## How to complete this task
Restate the opening lines of the material below word for word, stopping after the line that contains "and pulls message".

## Record set

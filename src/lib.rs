//! A minimal IMAP client that skims a mailbox.
//!
//! This crate drives a single sequential IMAP conversation over any byte stream: it tags
//! commands, reads the server's lines until each command is complete, and pulls message
//! identifiers, header fields and body excerpts out of the text it received. It is deliberately
//! lenient: responses are treated as text rather than parsed against the full protocol grammar.
//!
//! The main type is [`Session`]. [`ClientBuilder`] connects one over TLS:
//!
//! ```no_run
//! # #[cfg(feature = "native-tls")]
//! # fn main() -> Result<(), imap_skim::Error> {
//! use imap_skim::{ClientBuilder, FetchConfig};
//!
//! let mut session = ClientBuilder::new("imap.example.com", 993).native_tls()?;
//! session.login("me@example.com", "password")?;
//!
//! let report = session.fetch_recent(&FetchConfig::default())?;
//! println!("{} found, {} parsed", report.found, report.parsed());
//! for record in &report.records {
//!     println!("{}", record);
//! }
//!
//! session.logout()?;
//! # Ok(())
//! # }
//! # #[cfg(not(feature = "native-tls"))]
//! # fn main() {}
//! ```
//!
//! Commands that are not covered by a dedicated method go through [`Session::send_command`],
//! which returns the accumulated [`RawResponse`]. The functions in [`parse`] extract data from
//! any such response:
//!
//! ```no_run
//! # fn run<T: imap_skim::Transport>(session: &mut imap_skim::Session<T>) -> imap_skim::Result<()> {
//! let response = session.send_command("SEARCH", "UNSEEN")?;
//! let ids = imap_skim::parse::extract_message_ids(response.as_str());
//! # Ok(())
//! # }
//! ```
//!
//! ## Response delimiting
//!
//! A response ends at the line carrying the command's tag and `OK`, `NO` or `BAD`. By default a
//! short response containing `* OK` also ends it early; see [`classify::Classifier`] and
//! [`SessionConfig::strict`] to turn that off. End-of-stream is reported through
//! [`Completion::Closed`] or [`Error::Protocol`], never silently.
//!
//! ## Logging
//!
//! The crate emits [`tracing`] events: commands at `debug` (with `LOGIN` credentials redacted),
//! received lines at `trace`, and heuristic decisions at `warn`.
//!
//! ## Opting in to TLS backends
//!
//! `native-tls` is enabled by default. Enable the `rustls-tls` feature for
//! [`ClientBuilder::rustls`].

#![cfg_attr(docsrs, feature(doc_cfg))]

mod client;
mod client_builder;
mod conn;
mod fetch;

pub mod classify;
pub mod decode;
pub mod error;
pub mod parse;
pub mod types;

pub use crate::client::{Session, SessionConfig};
pub use crate::client_builder::{ClientBuilder, IMAPS_PORT};
pub use crate::conn::{Connection, SetReadTimeout, Transport};
pub use crate::error::{Error, Result};
pub use crate::fetch::{FetchConfig, Report};
pub use crate::types::*;

#[cfg(feature = "test_helpers")]
#[cfg_attr(docsrs, doc(cfg(feature = "test_helpers")))]
pub mod testing;

#[cfg(test)]
mod mock_stream;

## Exercise response
filename src/lib.rs
//! A minimal IMAP client that skims a mailbox.
//!
//! This crate drives a single sequential IMAP conversation over any byte stream: it tags
//! commands, reads the server's lines until each command is complete, and pulls message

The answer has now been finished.